I'm taking a much needed break from studying. My classes are tough this semester. And while I love to write, when it is forced, it isn't fun.

I had an infinitely good weekend. I went to a great party where I saw some old friends and made some new friends. I danced hard at Continental. I drank Ice House, smoked a Marlboro red and did Jello shots. I laughed my ass off. Wore the most amazing skirt.  I felt like I was in high school again.

I went out for drinks last night. Dating is strange. You sit across from each other and judge the shit out of the other person, wondering if there is the potential of mating with this person for life. I'm not big on dating, normally.  It seems so forced and expectations are often too high. Aside from Mr. South Korea Teacher (the anomaly), most guys never make it past the first one on one date with me. I often date because I end up making the most amazing friends. Almost all of my great dude friends have resulted from a first date gone wrong, I am grateful, however, that they still want to hang with me as friends.

There has to be some sort of casualness about the entire thing. I'm not really interested in what you do, how much money you make, how often you have to wash your beamer; it's all about being real for me. My extreme hippy views do not care about any of this. My only requirements is that you be witty and intelligent, that's really it. If you can't banter with me and hold your own against me, I get bored quickly.

Requirement number two...  Please don't ask me what my favorite book is. It's like asking someone to choose their favorite $100 bill. I read a lot and if you don't know who James Joyce is, this conversation is probably going to not end well, so let's not talk "books", ok thanks.
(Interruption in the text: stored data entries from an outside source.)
use std::time::Duration;

use tokio::time::Instant;

/// Debounce for relay decisions.
///
/// `trigger` returns true only once the condition has been reported for
/// longer than `min` without a pause of more than `2 * min` between reports.
#[derive(Debug, Clone)]
pub struct Throttler {
    min: Duration,
    armed_at: Option<Instant>,
    last_poke: Option<Instant>,
}

impl Throttler {
    pub fn new(min: Duration) -> Self {
        Self {
            min,
            armed_at: None,
            last_poke: None,
        }
    }

    pub fn min(&self) -> Duration {
        self.min
    }

    pub fn is_armed(&self) -> bool {
        self.armed_at.is_some()
    }

    pub fn trigger(&mut self) -> bool {
        self.trigger_at(Instant::now())
    }

    pub fn trigger_at(&mut self, now: Instant) -> bool {
        let gap_too_long = self
            .last_poke
            .map_or(true, |poke| now.saturating_duration_since(poke) > self.min * 2);

        let Some(armed_at) = self.armed_at.filter(|_| !gap_too_long) else {
            self.armed_at = Some(now);
            self.last_poke = Some(now);
            return false;
        };

        if now.saturating_duration_since(armed_at) > self.min {
            self.reset();
            return true;
        }

        self.last_poke = Some(now);
        false
    }

    pub fn reset(&mut self) {
        self.armed_at = None;
        self.last_poke = None;
    }
}
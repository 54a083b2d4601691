use std::env;
use std::path::PathBuf;
use std::sync::Mutex;
use std::time::Duration;

use balancer_app::BalancerConfig;
use chrono_tz::Tz;

static ENV_LOCK: Mutex<()> = Mutex::new(());

#[test]
fn defaults_validate() {
    let config = BalancerConfig::default();
    config.validate().expect("validate defaults");
    assert_eq!(config.control.tick_interval, Duration::from_secs(30));
    assert_eq!(config.charger.levels.len(), 14);
}

#[test]
fn toml_config_validates() {
    let _guard = ENV_LOCK.lock().expect("env lock");
    env::set_var("BALANCER_CONFIG", fixture_path("config-valid.toml"));

    let config = BalancerConfig::load().expect("load config");
    config.validate().expect("validate config");

    assert_eq!(config.inverter.serial.device, "/dev/ttyUSB0");
    assert_eq!(config.meter.serial_number, Some(1_900_123_456));
    assert_eq!(config.control.timezone, Tz::Europe__Berlin);
    assert_eq!(config.control.evening_cutoff_hour, Some(19));
    assert_eq!(config.charger.levels, vec![(310.0, 0.4), (370.0, 1.0), (1_750.0, 0.1)]);
    let influx = config.telemetry.influx.as_ref().expect("influx configured");
    assert_eq!(influx.database, "solar");
    assert_eq!(config.telemetry.batch_size, 20);

    env::remove_var("BALANCER_CONFIG");
}

#[test]
fn json_config_validates() {
    let _guard = ENV_LOCK.lock().expect("env lock");
    env::set_var("BALANCER_CONFIG", fixture_path("config-valid.json"));

    let config = BalancerConfig::load().expect("load config");
    config.validate().expect("validate config");

    assert_eq!(config.inverter.inverter_id, 10_001);
    assert_eq!(config.meter.poll_interval, Duration::from_millis(500));
    assert_eq!(config.control.evening_cutoff_hour, None);
    assert!(config.telemetry.influx.is_none());
    assert!(config.telemetry.prometheus_listen.is_some());

    env::remove_var("BALANCER_CONFIG");
}

#[test]
fn invalid_config_fails_validation() {
    let _guard = ENV_LOCK.lock().expect("env lock");
    env::set_var("BALANCER_CONFIG", fixture_path("config-invalid.toml"));

    let config = BalancerConfig::load().expect("load config");
    let err = config.validate().expect_err("inverted voltage bounds");
    assert!(err.to_string().contains("battery.max_voltage"));

    env::remove_var("BALANCER_CONFIG");
}

#[test]
fn unknown_timezone_fails_to_load() {
    let _guard = ENV_LOCK.lock().expect("env lock");

    let result = BalancerConfig::load_with_path(Some(fixture_path("config-bad-timezone.toml")));
    assert!(result.is_err());
}

#[test]
fn environment_overrides_file() {
    let _guard = ENV_LOCK.lock().expect("env lock");
    env::set_var("BALANCER_INVERTER_DEVICE", "/dev/ttyAMA0");
    env::set_var("BALANCER_MAX_DISCHARGE_WATT", "250");

    let config = BalancerConfig::load_with_path(Some(fixture_path("config-valid.toml")))
        .expect("load config");
    config.validate().expect("validate config");
    assert_eq!(config.inverter.serial.device, "/dev/ttyAMA0");
    assert_eq!(config.battery.max_discharge_watt, 250.0);

    env::remove_var("BALANCER_INVERTER_DEVICE");
    env::remove_var("BALANCER_MAX_DISCHARGE_WATT");
}

#[test]
fn unsorted_charger_levels_fail_validation() {
    let mut config = BalancerConfig::default();
    config.charger.levels = vec![(400.0, 1.0), (300.0, 0.4)];
    assert!(config.validate().is_err());
}

#[test]
fn staleness_thresholds_must_be_ordered() {
    let mut config = BalancerConfig::default();
    config.worker.stale_soft = Duration::from_secs(120);
    config.worker.stale_hard = Duration::from_secs(60);
    assert!(config.validate().is_err());
}

fn fixture_path(name: &str) -> String {
    let mut path = PathBuf::from(env!("CARGO_MANIFEST_DIR"));
    path.push("tests");
    path.push("fixtures");
    path.push(name);
    path.to_string_lossy().to_string()
}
Also, don't be so overly excited about me, just be yourself. I wish I could stress this more. I go into a date just being me, if you don't like it, then I saved myself a lot of time and energy. Do the same.  I like to think of myself as a prize, and you should too, and that way we are on equal playing fields. When you feel good about yourself and I feel good about myself, things go better.

I often feel like I should come in with a disclaimer, when I go in on these things. I'm not girly, I'm dudeish. I don't want flowers. I want to hang and be buddies and have fun. Relax. That's all.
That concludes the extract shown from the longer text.